We would like to underline another point of view concerning such a physiological role for AGs. According to Clark,2 the AGs are absent at birth and develop in infants at the time of closure of the fontanelles. They increase in number and size with age and are commonly found in the vicinity of cortical venous entry sites into the sinuses, where there could be weaknesses in the dura mater. Thus they could be regarded as arachnoid herniations developing from intracranial CSF pulsation at higher pressure through dural defects into sinuses at lower pressure.

The role of AGs as the principal site of CSF absorption has been seriously questioned by many researchers.
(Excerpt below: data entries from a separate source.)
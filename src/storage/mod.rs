pub mod sqlite;

pub use sqlite::Store;
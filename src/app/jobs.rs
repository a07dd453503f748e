//! The job board: jobs kept in a dense, manually re-orderable priority sequence.
//!
//! Priorities always occupy exactly `1..=N` for `N` jobs. Only `delete` and `move_to`
//! renumber other jobs, and each does so inside a single transaction, so a reader never
//! sees a gap or a duplicate.

use crate::domain::model::Job;
use crate::domain::{matches_filter, title_case};
use anyhow::{Context, Result};
use sqlx::{Sqlite, SqlitePool, Transaction};
use tracing::{debug, warn};

/// Slot a job is parked in while the rest of the board shifts around it.
/// Real priorities start at 1 and shifting uses negative values, so 0 never collides.
const PARKED_PRIORITY: i64 = 0;

#[derive(Clone, Debug)]
pub struct JobBoard {
    pool: SqlitePool,
}

impl JobBoard {
    pub fn new(pool: SqlitePool) -> Self {
        Self { pool }
    }

    /// Adds a job at the bottom of the board (priority `N + 1`).
    pub async fn append(
        &self,
        customer_name: &str,
        description: &str,
        status: &str,
    ) -> Result<Job> {
        let customer_name = title_case(customer_name);
        let mut tx = self.pool.begin().await?;

        let priority = max_priority(&mut tx).await? + 1;
        sqlx::query(
            "INSERT INTO jobs (priority, customer_name, description, status)
             VALUES (?1, ?2, ?3, ?4)",
        )
        .bind(priority)
        .bind(&customer_name)
        .bind(description)
        .bind(status)
        .execute(&mut *tx)
        .await
        .context("failed to insert job")?;

        tx.commit().await?;
        debug!(priority, customer = %customer_name, "appended job");

        Ok(Job {
            priority,
            customer_name,
            description: description.to_string(),
            status: status.to_string(),
        })
    }

    pub async fn get(&self, priority: i64) -> Result<Option<Job>> {
        let job = sqlx::query_as::<_, Job>(
            "SELECT priority, customer_name, description, status FROM jobs WHERE priority = ?1",
        )
        .bind(priority)
        .fetch_optional(&self.pool)
        .await?;
        Ok(job)
    }

    /// Jobs in priority order, optionally narrowed to customers whose name contains `filter`
    /// (case-insensitive).
    pub async fn list(&self, filter: Option<&str>) -> Result<Vec<Job>> {
        let jobs = sqlx::query_as::<_, Job>(
            "SELECT priority, customer_name, description, status FROM jobs ORDER BY priority ASC",
        )
        .fetch_all(&self.pool)
        .await
        .context("failed to list jobs")?;

        Ok(jobs
            .into_iter()
            .filter(|job| matches_filter(&job.customer_name, filter))
            .collect())
    }

    pub async fn count(&self) -> Result<i64> {
        let n = sqlx::query_scalar::<_, i64>("SELECT COUNT(*) FROM jobs")
            .fetch_one(&self.pool)
            .await?;
        Ok(n)
    }

    /// Replaces the status of the job at `priority`. Returns `false` (and changes nothing)
    /// when there is no such job.
    pub async fn update_status(&self, priority: i64, status: &str) -> Result<bool> {
        let result = sqlx::query("UPDATE jobs SET status = ?1 WHERE priority = ?2")
            .bind(status)
            .bind(priority)
            .execute(&self.pool)
            .await
            .context("failed to update job status")?;

        let updated = result.rows_affected() > 0;
        debug!(priority, status, updated, "update job status");
        Ok(updated)
    }

    /// Removes the job at `priority` and closes the gap it leaves.
    ///
    /// Deleting a priority that does not exist removes nothing, but the compaction still runs
    /// (and finds nothing to renumber). Returns whether a job was removed.
    pub async fn delete(&self, priority: i64) -> Result<bool> {
        let mut tx = self.pool.begin().await?;

        let removed = sqlx::query("DELETE FROM jobs WHERE priority = ?1")
            .bind(priority)
            .execute(&mut *tx)
            .await
            .context("failed to delete job")?
            .rows_affected()
            > 0;

        let renumbered = compact(&mut tx).await?;
        tx.commit().await?;

        debug!(priority, removed, renumbered, "deleted job");
        Ok(removed)
    }

    /// Moves the job at `old_priority` to `new_priority`, shifting every job in between by one
    /// slot to close the gap.
    ///
    /// Targets outside `1..=N` are clamped. Returns the job's resulting priority, or `None`
    /// when no job holds `old_priority` (the board is left untouched).
    pub async fn move_to(&self, old_priority: i64, new_priority: i64) -> Result<Option<i64>> {
        let mut tx = self.pool.begin().await?;

        let ceiling = max_priority(&mut tx).await?.max(1);
        let target = new_priority.clamp(1, ceiling);
        if target != new_priority {
            warn!(
                requested = new_priority,
                clamped = target,
                max = ceiling,
                "job move target out of range, clamping"
            );
        }

        let job_id = sqlx::query_scalar::<_, i64>("SELECT id FROM jobs WHERE priority = ?1")
            .bind(old_priority)
            .fetch_optional(&mut *tx)
            .await?;
        let Some(job_id) = job_id else {
            debug!(old_priority, "no job at priority, nothing to move");
            return Ok(None);
        };

        if old_priority == target {
            return Ok(Some(target));
        }

        sqlx::query("UPDATE jobs SET priority = ?1 WHERE id = ?2")
            .bind(PARKED_PRIORITY)
            .bind(job_id)
            .execute(&mut *tx)
            .await?;

        // SQLite checks UNIQUE row by row, so the window is flipped through negative
        // values before landing on its shifted slots.
        if old_priority > target {
            sqlx::query(
                "UPDATE jobs SET priority = -(priority + 1) WHERE priority >= ?1 AND priority < ?2",
            )
            .bind(target)
            .bind(old_priority)
            .execute(&mut *tx)
            .await?;
        } else {
            sqlx::query(
                "UPDATE jobs SET priority = -(priority - 1) WHERE priority > ?1 AND priority <= ?2",
            )
            .bind(old_priority)
            .bind(target)
            .execute(&mut *tx)
            .await?;
        }
        sqlx::query("UPDATE jobs SET priority = -priority WHERE priority < 0")
            .execute(&mut *tx)
            .await?;

        sqlx::query("UPDATE jobs SET priority = ?1 WHERE id = ?2")
            .bind(target)
            .bind(job_id)
            .execute(&mut *tx)
            .await?;

        tx.commit().await.context("failed to commit job move")?;
        debug!(from = old_priority, to = target, "moved job");
        Ok(Some(target))
    }

    /// Moves a job one slot toward the top of the board.
    pub async fn move_up(&self, priority: i64) -> Result<Option<i64>> {
        self.move_to(priority, priority.saturating_sub(1)).await
    }

    /// Moves a job one slot toward the bottom of the board.
    pub async fn move_down(&self, priority: i64) -> Result<Option<i64>> {
        self.move_to(priority, priority.saturating_add(1)).await
    }
}

async fn max_priority(tx: &mut Transaction<'_, Sqlite>) -> Result<i64> {
    let max = sqlx::query_scalar::<_, i64>("SELECT COALESCE(MAX(priority), 0) FROM jobs")
        .fetch_one(&mut **tx)
        .await?;
    Ok(max)
}

/// Reassigns priorities `1..=N` in current order. Returns how many jobs changed slot.
///
/// Rows are visited in ascending order and only ever move down to a lower slot, so the
/// slot being written is always free.
async fn compact(tx: &mut Transaction<'_, Sqlite>) -> Result<u64> {
    let rows =
        sqlx::query_as::<_, (i64, i64)>("SELECT id, priority FROM jobs ORDER BY priority ASC")
            .fetch_all(&mut **tx)
            .await
            .context("failed to read jobs for compaction")?;

    let mut renumbered = 0;
    for ((id, priority), slot) in rows.into_iter().zip(1_i64..) {
        if priority != slot {
            sqlx::query("UPDATE jobs SET priority = ?1 WHERE id = ?2")
                .bind(slot)
                .bind(id)
                .execute(&mut **tx)
                .await
                .context("failed to renumber job")?;
            renumbered += 1;
        }
    }
    Ok(renumbered)
}
//! Record types and table definitions for the four record sets.

pub mod customer;
pub mod inventory;
pub mod job;
pub mod tables;

pub use customer::Customer;
pub use inventory::InventoryItem;
pub use job::Job;
pub use tables::{all_tables, CustomerTable, InventoryTable, JobTable, RegistryTable};

/// Contract for a table owned by the record store.
///
/// The storage gateway walks every `RecordTable` on startup and executes its
/// statements, so each statement must be idempotent (`IF NOT EXISTS`).
pub trait RecordTable: Send + Sync {
    /// Returns the name of the database table.
    fn table_name(&self) -> &str;

    /// Returns the SQL CREATE TABLE statement for this table.
    fn get_create_table_sql(&self) -> &str;

    /// Secondary indexes created after the table.
    fn get_index_sql(&self) -> &[&str] {
        &[]
    }
}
Greitz et al3 proposed that AGs may act as “Starling resistors” to prevent cortical venous collapse during variations in the intracranial pressure. Krisch4 proposed a volume buffering function of the intracranial CSF compartment: AGs replace the fontanelle as a rapid volume buffering structure after its closure. According to these theories, a GAG could be the result of intracranial hypertension as well as the cause of it.

Dilated AGs in the case reported by Arjona et al1 could be considered a compensatory cerebral vascular mechanism for increasing intracranial compliance in response to increased intracranial pressure. The fact that the patient had multiple GAGs bilaterally in both transverse sinuses could point to secondary enlargement of these structures due to ICH. We believe that “idiopathic intracranial hypertension” (IIH) should be the first diagnosis in this case, although this is less common in non-obese males.

King et al5 have demonstrated raised pressures in the superior sagittal sinus, with a pressure drop in the distal transverse sinuses, in the majority of patients with IIH. Interestingly, CSF removal resulted in the abolition of the functional obstruction of the distal transverse sinuses.5 They concluded that elevated venous sinus pressure is not the primary event in the patients with IIH.

The case studied by Arjona et al1 is unique because, as far as we know, there are no previous reports documenting GAGs in a patient with ICH. It illustrates the likely volume buffering and “starling resistor” functions of AGs in such individuals. Whether the GAGs are the cause or effect of ICH is not known, and further studies are required to improve our understanding of the possible roles of AGs in pathological conditions.